##### Entries shown #####

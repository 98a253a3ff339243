// src/transport/fake.rs
// =============================================================================
// A scripted HttpTransport for tests.
//
// Behaviour is chosen by the request's host name:
// - a host mapped to `Respond` answers with that status
// - a host mapped to `Fail` fails like an unreachable server
// - a host mapped to `Slow` sleeps first, then answers
// - any other host goes to the fallback transport if one is set, else fails
//
// It also records every request and tracks how many calls were in flight at
// once, which is how the admission ceiling is verified.
// =============================================================================

use async_trait::async_trait;
use futures::stream::{self, StreamExt};
use reqwest::StatusCode;
use std::collections::HashMap;
use std::sync::atomic::{AtomicUsize, Ordering};
use std::sync::{Arc, Mutex};
use std::time::Duration;

use super::{HttpRequest, HttpResponse, HttpTransport};
use crate::error::TransportError;

#[derive(Debug, Clone, Copy)]
pub enum HostBehavior {
    Respond(u16),
    Fail,
    Slow(Duration, u16),
}

#[derive(Default)]
pub struct FakeTransport {
    hosts: HashMap<String, HostBehavior>,
    fallback: Option<Arc<dyn HttpTransport>>,
    requests: Mutex<Vec<HttpRequest>>,
    in_flight: AtomicUsize,
    peak_in_flight: AtomicUsize,
}

impl FakeTransport {
    pub fn new() -> Self {
        Self::default()
    }

    pub fn with_host(mut self, host: &str, behavior: HostBehavior) -> Self {
        self.hosts.insert(host.to_string(), behavior);
        self
    }

    pub fn with_fallback(mut self, transport: Arc<dyn HttpTransport>) -> Self {
        self.fallback = Some(transport);
        self
    }

    pub fn requests(&self) -> Vec<HttpRequest> {
        self.requests.lock().unwrap().clone()
    }

    pub fn peak_in_flight(&self) -> usize {
        self.peak_in_flight.load(Ordering::SeqCst)
    }
}

// Decrements the in-flight counter even when the caller drops our future.
struct InFlight<'a>(&'a AtomicUsize);

impl Drop for InFlight<'_> {
    fn drop(&mut self) {
        self.0.fetch_sub(1, Ordering::SeqCst);
    }
}

#[async_trait]
impl HttpTransport for FakeTransport {
    async fn execute(&self, request: HttpRequest) -> Result<HttpResponse, TransportError> {
        // Record the request before anything can fail
        self.requests.lock().unwrap().push(request.clone());

        // Count ourselves in and remember the highest count ever seen.
        // The guard counts us out again when this future finishes or is
        // dropped (timeout, cancellation)
        let current = self.in_flight.fetch_add(1, Ordering::SeqCst) + 1;
        self.peak_in_flight.fetch_max(current, Ordering::SeqCst);
        let _guard = InFlight(&self.in_flight);

        // Look up the scripted behaviour for this host
        let host = request.url.host_str().unwrap_or_default().to_string();
        match self.hosts.get(&host).copied() {
            Some(HostBehavior::Respond(status)) => Ok(respond(status)),
            Some(HostBehavior::Slow(delay, status)) => {
                tokio::time::sleep(delay).await;
                Ok(respond(status))
            }
            Some(HostBehavior::Fail) => Err(unreachable_host(&host)),
            None => match &self.fallback {
                Some(fallback) => fallback.execute(request).await,
                None => Err(unreachable_host(&host)),
            },
        }
    }
}

// A response with the given status and an empty body.
// StatusCode accepts 100..=999; anything else falls back to 500
fn respond(status: u16) -> HttpResponse {
    let status = StatusCode::from_u16(status).unwrap_or(StatusCode::INTERNAL_SERVER_ERROR);
    HttpResponse::new(status, stream::empty().boxed())
}

fn unreachable_host(host: &str) -> TransportError {
    TransportError::Connect(format!("host {} is unreachable", host))
}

#####

◆ **What you are asked to do**:
Quote the entire listing above exactly.

◆ **Response to the task**:
repository 98a253a3ff339243
// src/transport/fake.rs
// =============================================================================
// A scripted HttpTransport for tests.
//
// Behaviour is chosen by the request's host name:
// - a host mapped to `Respond` answers with that status
// - a host mapped to `Fail` fails like an unreachable server
// - a host mapped to `Slow` sleeps first, then answers
// - any other host goes to the fallback transport if one is set, else fails
//
// It also records every request and tracks how many calls were in flight at
// once, which is how the admission ceiling is verified.
// =============================================================================

use async_trait::async_trait;
use futures::stream::{self, StreamExt};
use reqwest::StatusCode;
use std::collections::HashMap;
use std::sync::atomic::{AtomicUsize, Ordering};
use std::sync::{Arc, Mutex};
use std::time::Duration;

use super::{HttpRequest, HttpResponse, HttpTransport};
use crate::error::TransportError;

#[derive(Debug, Clone, Copy)]
pub enum HostBehavior {
    Respond(u16),
    Fail,
    Slow(Duration, u16),
}

#[derive(Default)]
pub struct FakeTransport {
    hosts: HashMap<String, HostBehavior>,
    fallback: Option<Arc<dyn HttpTransport>>,
    requests: Mutex<Vec<HttpRequest>>,
    in_flight: AtomicUsize,
    peak_in_flight: AtomicUsize,
}

impl FakeTransport {
    pub fn new() -> Self {
        Self::default()
    }

    pub fn with_host(mut self, host: &str, behavior: HostBehavior) -> Self {
        self.hosts.insert(host.to_string(), behavior);
        self
    }

    pub fn with_fallback(mut self, transport: Arc<dyn HttpTransport>) -> Self {
        self.fallback = Some(transport);
        self
    }

    pub fn requests(&self) -> Vec<HttpRequest> {
        self.requests.lock().unwrap().clone()
    }

    pub fn peak_in_flight(&self) -> usize {
        self.peak_in_flight.load(Ordering::SeqCst)
    }
}

// Decrements the in-flight counter even when the caller drops our future.
struct InFlight<'a>(&'a AtomicUsize);

impl Drop for InFlight<'_> {
    fn drop(&mut self) {
        self.0.fetch_sub(1, Ordering::SeqCst);
    }
}

#[async_trait]
impl HttpTransport for FakeTransport {
    async fn execute(&self, request: HttpRequest) -> Result<HttpResponse, TransportError> {
        // Record the request before anything can fail
        self.requests.lock().unwrap().push(request.clone());

        // Count ourselves in and remember the highest count ever seen.
        // The guard counts us out again when this future finishes or is
        // dropped (timeout, cancellation)
        let current = self.in_flight.fetch_add(1, Ordering::SeqCst) + 1;
        self.peak_in_flight.fetch_max(current, Ordering::SeqCst);
        let _guard = InFlight(&self.in_flight);

        // Look up the scripted behaviour for this host
        let host = request.url.host_str().unwrap_or_default().to_string();
        match self.hosts.get(&host).copied() {
            Some(HostBehavior::Respond(status)) => Ok(respond(status)),
            Some(HostBehavior::Slow(delay, status)) => {
                tokio::time::sleep(delay).await;
                Ok(respond(status))
            }
            Some(HostBehavior::Fail) => Err(unreachable_host(&host)),
            None => match &self.fallback {
                Some(fallback) => fallback.execute(request).await,
                None => Err(unreachable_host(&host)),
            },
        }
    }
}

// A response with the given status and an empty body.
// StatusCode accepts 100..=999; anything else falls back to 500
fn respond(status: u16) -> HttpResponse {
    let status = StatusCode::from_u16(status).unwrap_or(StatusCode::INTERNAL_SERVER_ERROR);
    HttpResponse::new(status, stream::empty().boxed())
}

fn unreachable_host(host: &str) -> TransportError {
    TransportError::Connect(format!("host {} is unreachable", host))
}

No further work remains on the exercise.